The company provides residential accommodation, on-site offices, catering, leisure, transport, warehousing and logistics support to all major companies involved in Kazakhstan’s oil and gas industry
Interim profits to June 2017 rose to US$1.69mln (US$1.49mln) although revenues dipped to US$9.6mln from US$10mln.
Highlight of the half year was a hotel agreement for long-term accommodation in Uralsk with one of the largest companies involved in the development of gas condensate fields in Kazakhstan, said Chagala.
Svetlana Mendesh, chief financial officer added: “At a time when global uncertainty, economic slowdown in the region and low oil prices continue to challenge the industry we operate in, we see the stable results and expect the second half of the year to build on the first and deliver improved results.”

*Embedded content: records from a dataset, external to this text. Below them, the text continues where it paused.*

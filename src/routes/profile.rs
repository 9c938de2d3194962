use axum::{Json, Router, extract::State, routing::get};

use crate::{
    dto::profile::UpdateProfileRequest,
    error::AppResult,
    middleware::auth::AuthUser,
    models::User,
    response::ApiResponse,
    routes::extract::ApiJson,
    services::profile_service,
    state::AppState,
};

pub fn router() -> Router<AppState> {
    Router::new().route("/", get(get_profile).put(update_profile))
}

#[utoipa::path(
    get,
    path = "/api/profile",
    responses((status = 200, description = "Current user", body = ApiResponse<User>)),
    security(("bearer_auth" = [])),
    tag = "Profile"
)]
pub async fn get_profile(
    State(state): State<AppState>,
    user: AuthUser,
) -> AppResult<Json<ApiResponse<User>>> {
    Ok(Json(profile_service::get_profile(&state, &user).await?))
}

#[utoipa::path(
    put,
    path = "/api/profile",
    request_body = UpdateProfileRequest,
    responses(
        (status = 200, description = "Profile updated", body = ApiResponse<User>),
        (status = 400, description = "Blank name"),
    ),
    security(("bearer_auth" = [])),
    tag = "Profile"
)]
pub async fn update_profile(
    State(state): State<AppState>,
    user: AuthUser,
    ApiJson(payload): ApiJson<UpdateProfileRequest>,
) -> AppResult<Json<ApiResponse<User>>> {
    Ok(Json(
        profile_service::update_profile(&state, &user, payload).await?,
    ))
}
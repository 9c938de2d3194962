pub mod addresses;
pub mod audit_logs;
pub mod brands;
pub mod cart_items;
pub mod categories;
pub mod order_items;
pub mod orders;
pub mod products;
pub mod reviews;
pub mod sea_orm_active_enums;
pub mod users;
pub mod wishlist_items;

pub use addresses::Entity as Addresses;
pub use audit_logs::Entity as AuditLogs;
pub use brands::Entity as Brands;
pub use cart_items::Entity as CartItems;
pub use categories::Entity as Categories;
pub use order_items::Entity as OrderItems;
pub use orders::Entity as Orders;
pub use products::Entity as Products;
pub use reviews::Entity as Reviews;
pub use users::Entity as Users;
pub use wishlist_items::Entity as WishlistItems;
use axum::Json;

use crate::{
    dto::contact::ContactRequest, error::AppResult, response::ApiResponse,
    routes::extract::ApiJson, services::contact_service,
};

#[utoipa::path(
    post,
    path = "/api/contact",
    request_body = ContactRequest,
    responses(
        (status = 200, description = "Message accepted"),
        (status = 400, description = "Invalid email or message too short"),
    ),
    tag = "Contact"
)]
pub async fn submit_contact(
    ApiJson(payload): ApiJson<ContactRequest>,
) -> AppResult<Json<ApiResponse<serde_json::Value>>> {
    Ok(Json(contact_service::submit_contact(payload).await?))
}
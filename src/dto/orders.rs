use serde::{Deserialize, Serialize};
use utoipa::ToSchema;

use crate::{
    entity::sea_orm_active_enums::OrderStatus,
    models::{Address, Order, OrderItem},
};

#[derive(Debug, Serialize, ToSchema)]
pub struct OrderItemDetail {
    #[serde(flatten)]
    pub item: OrderItem,
    pub product_name: String,
    pub product_slug: String,
}

#[derive(Debug, Serialize, ToSchema)]
pub struct OrderWithItems {
    pub order: Order,
    pub items: Vec<OrderItemDetail>,
    pub shipping_address: Option<Address>,
    pub billing_address: Option<Address>,
}

#[derive(Debug, Serialize, ToSchema)]
pub struct OrderList {
    pub items: Vec<OrderWithItems>,
}

#[derive(Debug, Deserialize, ToSchema)]
pub struct UpdateOrderStatusRequest {
    pub status: OrderStatus,
}
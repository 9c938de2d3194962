use sea_orm::{
    ActiveModelTrait, ColumnTrait, Condition, ConnectionTrait, EntityTrait, PaginatorTrait,
    QueryFilter, QueryOrder, Set, TransactionTrait,
};
use sea_orm::ActiveValue::NotSet;
use sea_orm::sea_query::Expr;
use uuid::Uuid;

use crate::{
    audit::record,
    dto::addresses::{AddressInput, AddressList, AddressRequest},
    entity::{
        addresses::{
            ActiveModel as AddressActive, Column as AddressCol, Entity as Addresses,
            Model as AddressModel,
        },
        orders::{Column as OrderCol, Entity as Orders},
        sea_orm_active_enums::AddressType,
    },
    error::{AppError, AppResult},
    middleware::auth::AuthUser,
    models::Address,
    response::{ApiResponse, Meta},
    state::AppState,
};

pub async fn list_addresses(
    state: &AppState,
    user: &AuthUser,
) -> AppResult<ApiResponse<AddressList>> {
    let items = Addresses::find()
        .filter(
            Condition::all()
                .add(AddressCol::UserId.eq(user.user_id))
                .add(AddressCol::IsArchived.eq(false)),
        )
        .order_by_desc(AddressCol::IsDefault)
        .order_by_desc(AddressCol::CreatedAt)
        .all(&state.orm)
        .await?
        .into_iter()
        .map(Address::from)
        .collect();

    Ok(ApiResponse::ok(AddressList { items }))
}

pub async fn create_address(
    state: &AppState,
    user: &AuthUser,
    payload: AddressRequest,
) -> AppResult<ApiResponse<Address>> {
    let input = payload.address.normalized();
    input.validate()?;

    let txn = state.orm.begin().await?;
    if payload.is_default {
        unset_default(&txn, user.user_id, payload.address_type).await?;
    }
    let address = insert_snapshot(
        &txn,
        user.user_id,
        payload.address_type,
        &input,
        payload.is_default,
    )
    .await?;
    txn.commit().await?;

    record(
        &state.pool,
        user.user_id,
        "address_create",
        "addresses",
        serde_json::json!({ "address_id": address.id }),
    )
    .await;

    Ok(ApiResponse::success(
        "Address created",
        Address::from(address),
        Some(Meta::empty()),
    ))
}

/// Rows already attached to an order are archived and replaced by a fresh copy,
/// so past orders keep pointing at what was actually shipped.
pub async fn update_address(
    state: &AppState,
    user: &AuthUser,
    id: Uuid,
    payload: AddressRequest,
) -> AppResult<ApiResponse<Address>> {
    let input = payload.address.normalized();
    input.validate()?;

    let txn = state.orm.begin().await?;
    let existing = find_live(&txn, user.user_id, id).await?;

    if payload.is_default {
        unset_default(&txn, user.user_id, payload.address_type).await?;
    }

    let address = if is_referenced(&txn, existing.id).await? {
        let mut archived: AddressActive = existing.into();
        archived.is_archived = Set(true);
        archived.is_default = Set(false);
        archived.update(&txn).await?;
        insert_snapshot(
            &txn,
            user.user_id,
            payload.address_type,
            &input,
            payload.is_default,
        )
        .await?
    } else {
        let mut active: AddressActive = existing.into();
        active.address_type = Set(payload.address_type);
        active.first_name = Set(input.first_name);
        active.last_name = Set(input.last_name);
        active.company = Set(input.company);
        active.address1 = Set(input.address1);
        active.address2 = Set(input.address2);
        active.city = Set(input.city);
        active.state = Set(input.state);
        active.postal_code = Set(input.postal_code);
        active.country = Set(input.country);
        active.phone = Set(input.phone);
        active.is_default = Set(payload.is_default);
        active.update(&txn).await?
    };
    txn.commit().await?;

    record(
        &state.pool,
        user.user_id,
        "address_update",
        "addresses",
        serde_json::json!({ "address_id": id, "current_id": address.id }),
    )
    .await;

    Ok(ApiResponse::success(
        "Address updated",
        Address::from(address),
        Some(Meta::empty()),
    ))
}

pub async fn delete_address(
    state: &AppState,
    user: &AuthUser,
    id: Uuid,
) -> AppResult<ApiResponse<serde_json::Value>> {
    let txn = state.orm.begin().await?;
    let existing = find_live(&txn, user.user_id, id).await?;

    if is_referenced(&txn, existing.id).await? {
        let mut archived: AddressActive = existing.into();
        archived.is_archived = Set(true);
        archived.is_default = Set(false);
        archived.update(&txn).await?;
    } else {
        Addresses::delete_by_id(existing.id).exec(&txn).await?;
    }
    txn.commit().await?;

    record(
        &state.pool,
        user.user_id,
        "address_delete",
        "addresses",
        serde_json::json!({ "address_id": id }),
    )
    .await;

    Ok(ApiResponse::success(
        "Address deleted",
        serde_json::json!({}),
        Some(Meta::empty()),
    ))
}

async fn find_live<C: ConnectionTrait>(
    conn: &C,
    user_id: Uuid,
    id: Uuid,
) -> AppResult<AddressModel> {
    Addresses::find()
        .filter(
            Condition::all()
                .add(AddressCol::Id.eq(id))
                .add(AddressCol::UserId.eq(user_id))
                .add(AddressCol::IsArchived.eq(false)),
        )
        .one(conn)
        .await?
        .ok_or(AppError::NotFound("Address"))
}

async fn is_referenced<C: ConnectionTrait>(conn: &C, address_id: Uuid) -> AppResult<bool> {
    let count = Orders::find()
        .filter(
            Condition::any()
                .add(OrderCol::ShippingAddressId.eq(address_id))
                .add(OrderCol::BillingAddressId.eq(address_id)),
        )
        .count(conn)
        .await?;
    Ok(count > 0)
}

/// Clear the user's live default for `address_type`. Must run before a new
/// default is written in the same transaction.
pub(crate) async fn unset_default<C: ConnectionTrait>(
    conn: &C,
    user_id: Uuid,
    address_type: AddressType,
) -> AppResult<()> {
    Addresses::update_many()
        .col_expr(AddressCol::IsDefault, Expr::value(false))
        .filter(
            Condition::all()
                .add(AddressCol::UserId.eq(user_id))
                .add(AddressCol::AddressType.eq(address_type))
                .add(AddressCol::IsDefault.eq(true)),
        )
        .exec(conn)
        .await?;
    Ok(())
}

pub(crate) async fn insert_snapshot<C: ConnectionTrait>(
    conn: &C,
    user_id: Uuid,
    address_type: AddressType,
    input: &AddressInput,
    is_default: bool,
) -> AppResult<AddressModel> {
    let address = AddressActive {
        id: Set(Uuid::new_v4()),
        user_id: Set(user_id),
        address_type: Set(address_type),
        first_name: Set(input.first_name.clone()),
        last_name: Set(input.last_name.clone()),
        company: Set(input.company.clone()),
        address1: Set(input.address1.clone()),
        address2: Set(input.address2.clone()),
        city: Set(input.city.clone()),
        state: Set(input.state.clone()),
        postal_code: Set(input.postal_code.clone()),
        country: Set(input.country.clone()),
        phone: Set(input.phone.clone()),
        is_default: Set(is_default),
        is_archived: Set(false),
        created_at: NotSet,
    }
    .insert(conn)
    .await?;
    Ok(address)
}
use sea_orm::entity::prelude::*;

#[derive(Clone, Debug, PartialEq, DeriveEntityModel)]
#[sea_orm(table_name = "audit_logs")]
pub struct Model {
    #[sea_orm(primary_key, auto_increment = false)]
    pub id: Uuid,
    pub user_id: Option<Uuid>,
    pub action: String,
    pub resource: Option<String>,
    #[sea_orm(column_type = "JsonBinary", nullable)]
    pub metadata: Option<Json>,
    pub created_at: DateTimeWithTimeZone,
}

#[derive(Copy, Clone, Debug, EnumIter, DeriveRelation)]
pub enum Relation {
    #[sea_orm(
        belongs_to = "super::users::Entity",
        from = "Column::UserId",
        to = "super::users::Column::Id"
    )]
    Users,
}

impl Related<super::users::Entity> for Entity {
    fn to() -> RelationDef {
        Relation::Users.def()
    }
}

impl ActiveModelBehavior for ActiveModel {}
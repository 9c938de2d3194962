//! Order total arithmetic.
//!
//! Every amount is a [`Decimal`]. Quotes are kept exact; rounding to cents happens
//! once, through [`OrderTotals::rounded`], right before the totals are persisted.

use rust_decimal::{Decimal, RoundingStrategy};
use serde::Serialize;
use utoipa::ToSchema;

#[derive(Debug, Clone, PartialEq, Eq)]
pub struct PricingPolicy {
    pub tax_rate: Decimal,
    /// Orders whose subtotal is strictly above this ship for free.
    pub free_shipping_threshold: Decimal,
    pub shipping_fee: Decimal,
}

impl Default for PricingPolicy {
    fn default() -> Self {
        Self {
            tax_rate: Decimal::new(8, 2),
            free_shipping_threshold: Decimal::new(5000, 2),
            shipping_fee: Decimal::new(599, 2),
        }
    }
}

#[derive(Debug, Clone, Copy, PartialEq, Eq, Serialize, ToSchema)]
pub struct OrderTotals {
    pub subtotal: Decimal,
    pub tax: Decimal,
    pub shipping: Decimal,
    pub total: Decimal,
}

impl PricingPolicy {
    /// Quote a set of `(unit_price, quantity)` lines.
    pub fn quote<I>(&self, lines: I) -> OrderTotals
    where
        I: IntoIterator<Item = (Decimal, i32)>,
    {
        let subtotal: Decimal = lines
            .into_iter()
            .map(|(price, quantity)| line_total(price, quantity))
            .sum();
        let tax = subtotal * self.tax_rate;
        let shipping = self.shipping_for(subtotal);
        OrderTotals {
            subtotal,
            tax,
            shipping,
            total: subtotal + tax + shipping,
        }
    }

    pub fn shipping_for(&self, subtotal: Decimal) -> Decimal {
        if subtotal > self.free_shipping_threshold {
            Decimal::ZERO
        } else {
            self.shipping_fee
        }
    }
}

impl OrderTotals {
    /// Round each component to cents; the total is re-derived from the rounded
    /// parts so `total == subtotal + tax + shipping` holds on what gets stored.
    pub fn rounded(self) -> OrderTotals {
        let subtotal = round_money(self.subtotal);
        let tax = round_money(self.tax);
        let shipping = round_money(self.shipping);
        OrderTotals {
            subtotal,
            tax,
            shipping,
            total: subtotal + tax + shipping,
        }
    }
}

pub fn line_total(unit_price: Decimal, quantity: i32) -> Decimal {
    unit_price * Decimal::from(quantity)
}

pub fn round_money(amount: Decimal) -> Decimal {
    amount.round_dp_with_strategy(2, RoundingStrategy::MidpointAwayFromZero)
}

#[cfg(test)]
mod tests {
    use std::str::FromStr;

    use rust_decimal::Decimal;

    use super::{PricingPolicy, round_money};

    fn d(s: &str) -> Decimal {
        Decimal::from_str(s).unwrap()
    }

    #[test]
    fn two_hundred_dollar_cart_ships_free() {
        let totals = PricingPolicy::default()
            .quote([(d("100.00"), 2)])
            .rounded();
        assert_eq!(totals.subtotal, d("200.00"));
        assert_eq!(totals.tax, d("16.00"));
        assert_eq!(totals.shipping, Decimal::ZERO);
        assert_eq!(totals.total, d("216.00"));
    }

    #[test]
    fn small_cart_pays_flat_shipping() {
        let totals = PricingPolicy::default()
            .quote([(d("12.50"), 1), (d("7.25"), 2)])
            .rounded();
        assert_eq!(totals.subtotal, d("27.00"));
        assert_eq!(totals.tax, d("2.16"));
        assert_eq!(totals.shipping, d("5.99"));
        assert_eq!(totals.total, d("35.15"));
    }

    #[test]
    fn threshold_itself_is_not_free() {
        let policy = PricingPolicy::default();
        assert_eq!(policy.shipping_for(d("50.00")), d("5.99"));
        assert_eq!(policy.shipping_for(d("50.01")), Decimal::ZERO);
    }

    #[test]
    fn tax_rounds_once_half_away_from_zero() {
        // 0.08 * 10.3125 = 0.825 exactly
        let totals = PricingPolicy::default().quote([(d("10.3125"), 1)]);
        assert_eq!(totals.tax, d("0.825"));
        let rounded = totals.rounded();
        assert_eq!(rounded.tax, d("0.83"));
        assert_eq!(
            rounded.total,
            rounded.subtotal + rounded.tax + rounded.shipping
        );
    }

    #[test]
    fn decimal_sum_has_no_float_drift() {
        let lines = std::iter::repeat_n((d("0.10"), 1), 30);
        let totals = PricingPolicy::default().quote(lines);
        assert_eq!(totals.subtotal, d("3.00"));
    }

    #[test]
    fn custom_policy_is_honoured() {
        let policy = PricingPolicy {
            tax_rate: d("0.10"),
            free_shipping_threshold: d("100"),
            shipping_fee: d("7.50"),
        };
        let totals = policy.quote([(d("40.00"), 2)]).rounded();
        assert_eq!(totals.tax, d("8.00"));
        assert_eq!(totals.shipping, d("7.50"));
        assert_eq!(totals.total, d("95.50"));
    }

    #[test]
    fn round_money_keeps_two_places() {
        assert_eq!(round_money(d("1.005")), d("1.01"));
        assert_eq!(round_money(d("1.004")), d("1.00"));
    }
}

Kazakhstan has major oil potential
Rich in natural resources, the country boasts some of the world’s largest oil fields, including the massive Kashagan discovery.
The field, in the Kazakh sector of the Caspian Sea, ranks as the largest commercial discovery in the last 40 years.
Like Kashagan, most of Kazakhstan’s major oil reserves and projects are found in the western part of the country, which is also the focus of Chagala’s development.
In seven years, oil production in the country has more than doubled to 1.71mln barrels per day in 2010.
By 2020, output from the country’s three major fields alone – Karachaganak and Tengiz fields and the off-shore Kashagan – is expected to grow to 3-3.5mln barrels per day.
Kazakhstan president Nursultan Nazarbayev has announced ambitious plans to double the country’s annual oil production to more than 1.2bn barrels, joining the world’s top five oil producers.
Chagala is also involved in a court battle with a group of investors that has been ongoing for over a year.
Originally seemingly a dispute over plans to raise more equity funds it has resulted in a claim against the company and three directors.
In the last annual report, chairman Michael Carter gave this update.
“It was not an easy year – we faced a shareholder dispute related that has ended in litigation between one shareholder and the directors of the company.
“The outcome of the litigation is always uncertain, and depending on the outcome, the losing party could be required to pay an estimated two-thirds of the total incurred legal costs of the winning party, in addition to its own legal costs.”
The board acted in the best interest of all shareholders, he added.